I am not a psychologist and I know that releasing childhood emotional trauma is a big complicated area. I wouldn't know how to start advising people, but as a mother of five children, I follow the old adage, it is easier to raise a happy child than mend a broken adult.

Many of us, by our thirties and forties, have built and established the veneer and persona of a successful and happy person to fit within the social infrastructure and to gain peer acceptance even if we are a seething mass of unresolved issues beneath the surface. We accumulate those charges against us from our childhood years, from our early relationships, from days long bygone. And often, we do not do anything to heal the old hurts; we just suffer in silence and plaster over the pain. The prevalent belief is that if we are outwardly successful, the old inner pains will go away over time.

Thus, the ignored inner child within us is subdued in this head-led environment, forgotten except in private moments occasionally, because who would want to sound like a loser bleating about Mummy and Daddy and how hurt still we are about episodes that happened decades ago?

A few weeks ago, I was in a therapy session with a small group of good-looking, outwardly successful professionals who were trying to make sense of the bad hand Fate dealt us.

Here's the story of a 38 year old investment banker whom we shall call Abby. Abby's father left the family when she was four, and she has not seen her father since. She decided not to let that pain of abandonment ruin her life so she worked hard and became successful at her job. She had several good relationships but never felt the urge to settle down. Then when she was 35, she met Paul. Paul was her Mr. Right in every sense of the word. Though she wasn't the marrying kind - possessing such a dim view about marriage based on her parents' - she and Paul began to make plans for a life with each other. They even talked about having a child together, despite her reservations. All was going very well, until Abby's inner child spoke up and ruined her perfect plans.

Paul was divorced with a young daughter. His ex-wife had met someone whom she was planning to emigrate to Australia with, taking Paul's young daughter with her. Paul was inconsolable. He sought legal advice, he also thought about emigrating to Australia with Abby to be near to his daughter and remain a part of her life. After weeks of pleading with his ex-wife, Paul was almost suicidal.

But just when Paul needed support most, Abby's hurt inner child lashed out. "Why are you acting like this? Men are not supposed to love their children. Only women love their children."

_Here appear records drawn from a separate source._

//! Terminal dashboard for live navigation telemetry.
//!
//! # Module Structure
//!
//! - `state` - events, configuration and the status line (no rendering)
//! - `render` - layout orchestration, header and quit overlay
//! - `render_sections` - panel chrome and placeholders

mod render;
mod render_sections;
pub mod state;

use std::io::{self, Stdout};
use std::sync::atomic::{AtomicBool, Ordering};
use std::sync::Arc;
use std::time::{Duration, Instant};

use crossterm::{
    event::{self, Event, KeyCode, KeyEventKind},
    execute,
    terminal::{disable_raw_mode, enable_raw_mode, EnterAlternateScreen, LeaveAlternateScreen},
};
use ratatui::{backend::CrosstermBackend, Terminal};

use navden::session::DashboardSession;

use crate::ui::widgets::TelemetryHistory;
use render::RenderContext;

pub use state::{DashboardConfig, DashboardEvent};
use state::{QUIT_CONFIRM_TIMEOUT, SPINNER_FRAMES};

/// Samples kept for the telemetry sparklines.
const HISTORY_SAMPLES: usize = 120;

/// The main dashboard UI.
pub struct Dashboard {
    terminal: Terminal<CrosstermBackend<Stdout>>,
    config: DashboardConfig,
    history: TelemetryHistory,
    shutdown: Arc<AtomicBool>,
    start_time: Instant,
    /// Spinner frame index, advanced while the feed is running.
    spinner_frame: usize,
    /// Some(timestamp) while awaiting quit confirmation.
    quit_confirmation: Option<Instant>,
}

impl Dashboard {
    /// Enter raw mode and the alternate screen.
    pub fn new(config: DashboardConfig, shutdown: Arc<AtomicBool>) -> io::Result<Self> {
        enable_raw_mode()?;
        let mut stdout = io::stdout();
        execute!(stdout, EnterAlternateScreen)?;
        let terminal = Terminal::new(CrosstermBackend::new(stdout))?;

        Ok(Self {
            terminal,
            config,
            history: TelemetryHistory::new(HISTORY_SAMPLES),
            shutdown,
            start_time: Instant::now(),
            spinner_frame: 0,
            quit_confirmation: None,
        })
    }

    /// Restore terminal to normal state.
    pub fn restore(&mut self) -> io::Result<()> {
        disable_raw_mode()?;
        execute!(self.terminal.backend_mut(), LeaveAlternateScreen)?;
        self.terminal.show_cursor()?;
        Ok(())
    }

    /// Draw one frame of the session.
    pub fn draw(&mut self, session: &DashboardSession) -> io::Result<()> {
        self.history.update(session);

        let spinner = if session.is_running() {
            self.spinner_frame = (self.spinner_frame + 1) % SPINNER_FRAMES.len();
            Some(SPINNER_FRAMES[self.spinner_frame])
        } else {
            None
        };

        let ctx = RenderContext {
            config: &self.config,
            history: &self.history,
            uptime: self.start_time.elapsed(),
            spinner,
            confirmation_remaining: self.confirmation_remaining(),
        };

        self.terminal.draw(|frame| {
            render::render_ui(frame, session, &ctx);
        })?;
        Ok(())
    }

    /// Check for events (non-blocking).
    ///
    /// Quit needs confirmation:
    /// - First 'q' or Esc: enters confirmation mode (5 second timeout)
    /// - Second 'q' or 'y'/'Y': confirms quit
    /// - 'n'/'N' or Esc: cancels confirmation
    ///
    /// 'c' stops the feed but keeps the dashboard open.
    pub fn poll_event(&mut self) -> io::Result<Option<DashboardEvent>> {
        if self.shutdown.load(Ordering::SeqCst) {
            tracing::info!("Shutdown flag set, leaving dashboard");
            return Ok(Some(DashboardEvent::Quit));
        }

        if let Some(confirm_time) = self.quit_confirmation {
            if confirm_time.elapsed() > QUIT_CONFIRM_TIMEOUT {
                self.quit_confirmation = None;
            }
        }

        if !event::poll(Duration::from_millis(10))? {
            return Ok(None);
        }
        let Event::Key(key) = event::read()? else {
            return Ok(None);
        };
        if key.kind != KeyEventKind::Press {
            return Ok(None);
        }

        if self.quit_confirmation.is_some() {
            match key.code {
                KeyCode::Char('q' | 'Q' | 'y' | 'Y') => return Ok(Some(DashboardEvent::Quit)),
                KeyCode::Char('n' | 'N') | KeyCode::Esc => self.quit_confirmation = None,
                _ => {}
            }
        } else {
            match key.code {
                KeyCode::Char('q' | 'Q') | KeyCode::Esc => {
                    self.quit_confirmation = Some(Instant::now());
                }
                KeyCode::Char('c' | 'C') => return Ok(Some(DashboardEvent::Cancel)),
                _ => {}
            }
        }

        Ok(None)
    }

    fn confirmation_remaining(&self) -> Option<Duration> {
        self.quit_confirmation
            .map(|t| QUIT_CONFIRM_TIMEOUT.saturating_sub(t.elapsed()))
    }
}

impl Drop for Dashboard {
    fn drop(&mut self) {
        let _ = self.restore();
    }
}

Abby is intelligent. She is outwardly normal. She has a huge social circle. Though her father abandoned her, she had read books and watched movies where men love their children. She even had male friends who love their children. Intellectually she knows that there are men who love their children, but her inner child, not having experienced that love, refuses to believe in it. Her inner child, still suffering from the pain of abandonment 34 years earlier, wasn't going to lose this opportunity to be heard, whatever the cost.

And here's the thing: we can't subdue our inner child forever. Now and then, especially at the most inopportune moment, he/she will lash out. We can build as many layers as we like through self-deluding stories, positive affirmations and outward signs of success, but he or she will break through the barriers, angry and destructive, speaking with the illogicality and unkindness of small children, often ruining the good for no reason, as in Abby's case.

I am not a psychologist and I know that releasing childhood emotional trauma is a big complicated area. I wouldn't know how to start advising people, but as a mother of five children, I follow the old adage, it is easier to raise a happy child than mend a broken adult.

Parenting requires some thought, some very deep thought, though many stumble upon it accidentally. And here's mine from living a well-lived 48 years, 30 of which I was a mother: raise a child with kindness always. I said kindness and not love, because love can be harsh, whereas kindness is always the soft marshmallowy feeling that makes a child feel safe, secure, happy and loved.

But most of all, do be mindful of how you speak to your sons and daughters. Be mindful about the words and the intention behind those words, because your voice becomes your child's inner child, who stays within them for life. I hear my mother's and my mother-in-law's voices in my children all the time. I am blessed that my kids have wonderful voices from their past because that is truly the best we can give our children, this Culture of Kindness.

In the words of Albert Einstein, "Strive not to be a success, but rather to be of value" if you want your child to be truly happy deep within himself as an adult. Outward success is a cold bedfellow when the inner child is still crying out.